Blinding bright lights appeared in the distance. They approached slowly like they were afraid they’d startle me. The truck pulled up beside me and rolled the window down.
“Elliot?”
My stomach dropped at the sound of his voice so close to me. I didn’t answer. Just stood up and started walking away.
Anthony opened the door, jumping out of his truck. “Elliot, wait?—”
I didn’t. I couldn’t. The need to run burned through me like wildfire. So I ran. His heavy footsteps followed. He caught my wrist and yanked.
Instead of falling to the ground, I turned and crashed into him. All the restraint I hadn’t known I was holding onto snapped at once. My hands fisted his henley. His golden-caramel skin pressed against me through the thin fabric, steady and warm, anchoring me when everything else was chaos.

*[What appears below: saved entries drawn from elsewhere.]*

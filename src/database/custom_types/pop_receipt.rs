use std::fmt::{self, Display, Formatter};

use serde::{Deserialize, Serialize};
use uuid::Uuid;

/// Proof of the most recent receive of a queue message. Rotated on every
/// receive and renewal; queue mutations presenting a stale receipt are
/// rejected, which is how a superseded worker discovers it lost its lease.
#[derive(Clone, Copy, Debug, Deserialize, Eq, PartialEq, Serialize)]
#[serde(transparent)]
pub struct PopReceipt(Uuid);

impl PopReceipt {
    pub fn generate() -> Self {
        Self(Uuid::new_v4())
    }
}

impl Display for PopReceipt {
    fn fmt(&self, f: &mut Formatter<'_>) -> fmt::Result {
        write!(f, "{}", self.0)
    }
}
use sqlx::sqlite::SqlitePoolOptions;

use crate::database::Database;

/// In-memory database with migrations applied. Kept to a single connection
/// because every pooled connection to `sqlite::memory:` would otherwise see
/// its own empty database.
pub(crate) async fn test_database() -> Database {
    let pool = SqlitePoolOptions::new()
        .max_connections(1)
        .connect("sqlite::memory:")
        .await
        .expect("db setup");

    let database = Database::new(pool);
    database.migrate().await.expect("migrations to apply");

    database
}
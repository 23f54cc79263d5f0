use std::collections::{BTreeMap, BTreeSet};

use serde::{Deserialize, Serialize};
use time::OffsetDateTime;

use crate::database::custom_types::JobId;
use crate::orchestrator::processing::ProcessingJobResult;

/// The orchestrator's aggregate result, doubling as its persisted progress
/// snapshot. Everything needed to resume after a crash lives here: the
/// in-flight child set, the enqueue cursors, and the counts merged so far.
#[derive(Clone, Debug, Default, Deserialize, PartialEq, Serialize)]
#[serde(rename_all = "camelCase", default)]
pub struct OrchestratorJobResult {
    /// Monotone count of distinct children created; each child's
    /// `processing_job_sequence_id` is the value this held when it was built.
    pub created_job_count: u64,

    pub running_job_ids: BTreeSet<JobId>,

    /// Group scope resume cursor: patients before this index are already
    /// covered by enqueued children.
    pub next_patient_index: usize,

    pub total_resource_counts: BTreeMap<String, u64>,
    pub processed_resource_counts: BTreeMap<String, u64>,
    pub skipped_resource_counts: BTreeMap<String, u64>,

    pub processed_count_in_total: u64,
    pub processed_data_size_in_total: u64,

    /// System scope resume cursors: per resource type, the exclusive upper
    /// bound already handed to children.
    pub submitted_resource_timestamps: BTreeMap<String, OffsetDateTime>,

    /// Change-feed resume cursors. The end offset is captured once at the
    /// start of the run so a resumed orchestrator re-plans the same chunks.
    pub change_feed_end_offset: Option<i64>,
    pub submitted_change_feed_offset: Option<i64>,

    #[serde(with = "time::serde::rfc3339::option")]
    pub complete_time: Option<OffsetDateTime>,
}

impl OrchestratorJobResult {
    /// Folds a completed child's counts into the aggregate. Children are
    /// merged exactly once because merging and removal from
    /// `running_job_ids` are persisted as one snapshot.
    pub fn merge_child(&mut self, child: &ProcessingJobResult) {
        for (resource_type, count) in child.total_resource_counts.iter() {
            *self
                .total_resource_counts
                .entry(resource_type.clone())
                .or_default() += count;
        }

        for (resource_type, count) in child.processed_resource_counts.iter() {
            *self
                .processed_resource_counts
                .entry(resource_type.clone())
                .or_default() += count;
        }

        for (resource_type, count) in child.skipped_resource_counts.iter() {
            *self
                .skipped_resource_counts
                .entry(resource_type.clone())
                .or_default() += count;
        }

        self.processed_count_in_total += child.processed_count_in_total;
        self.processed_data_size_in_total += child.processed_data_size_in_total;
    }

    pub fn encode(&self) -> Result<String, serde_json::Error> {
        serde_json::to_string(self)
    }

    pub fn decode(raw: &str) -> Result<Self, serde_json::Error> {
        serde_json::from_str(raw)
    }
}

My forehead found his before my brain could stop it.
It was desperate. Brief. Not a kiss so much as a collision. Warm lips met mine. Coarse beard scraped against my raw skin. For a single second the world stopped spinning out of my control. I felt safe. Wanted. Needed.
He kissed me back with just as much fever. When his tongue pushed past my lips and wrapped around mine I melted. Large, rough hands cupped my face like I was something precious.
It was perfect until it wasn’t.
Anthony froze. Then gently pulled back. A whimper slipped past my swollen lips as they chased him.
“No,” he said softly, thumbs brushing under my eyes. “Elliot. I won’t take advantage of you.”
The words felt like a cold, hard slap.
“They wanted me like that,” I said, too loud, too sharp. “Why don’t you?”
“That’s not?—”
“Why am I not enough for you?” My voice broke. I felt the first tear as it dripped down my cheek.
He didn’t answer right away. That was worse. He just swept my feet out from under me and carried me bridal style back tohis truck. My fists beat against his shoulder as he shushed me and kissed my temple.
I didn’t want our first kiss to end. I didn’t want the night to end. The intoxicating feeling. Him chasing me. His taste on my lips. My tongue. My eyes fluttered shut as he gently set me on my feet and opened the passenger door.
“Get in, Elliot.” His voice wasn’t sharp. It wasn’t angry. It was pained.
“Fine,” I ground out and slid into the seat and curled toward the window, forehead resting against the glass. His door shut with a heavy, final sound. The engine turned over and we drove.
Silence filled the cab like a fog. I picked at my sleeves. “You could have let me,” I muttered.
Anthony’s jaw tightened. “Let you what?”
“Kiss you for longer.”
“That’s not what that was.”
I huffed a weak, humourless laugh. “Your tongue was in my mouth.” I shook my head. “Everything feels like something right now.”
“That’s the problem,” he said quietly.
I turned toward him. “You don’t get to decide what I feel.”
“I’m not trying to,” he grumbled. “I’m trying to keep you safe.”
“From what?” I snapped. “You?”
Anthony flinched. That shut me down quickly. The rest of the drive passed in fragments—headlights streaking, the hum of the tires, the ache in my chest swelling and receding like a tide.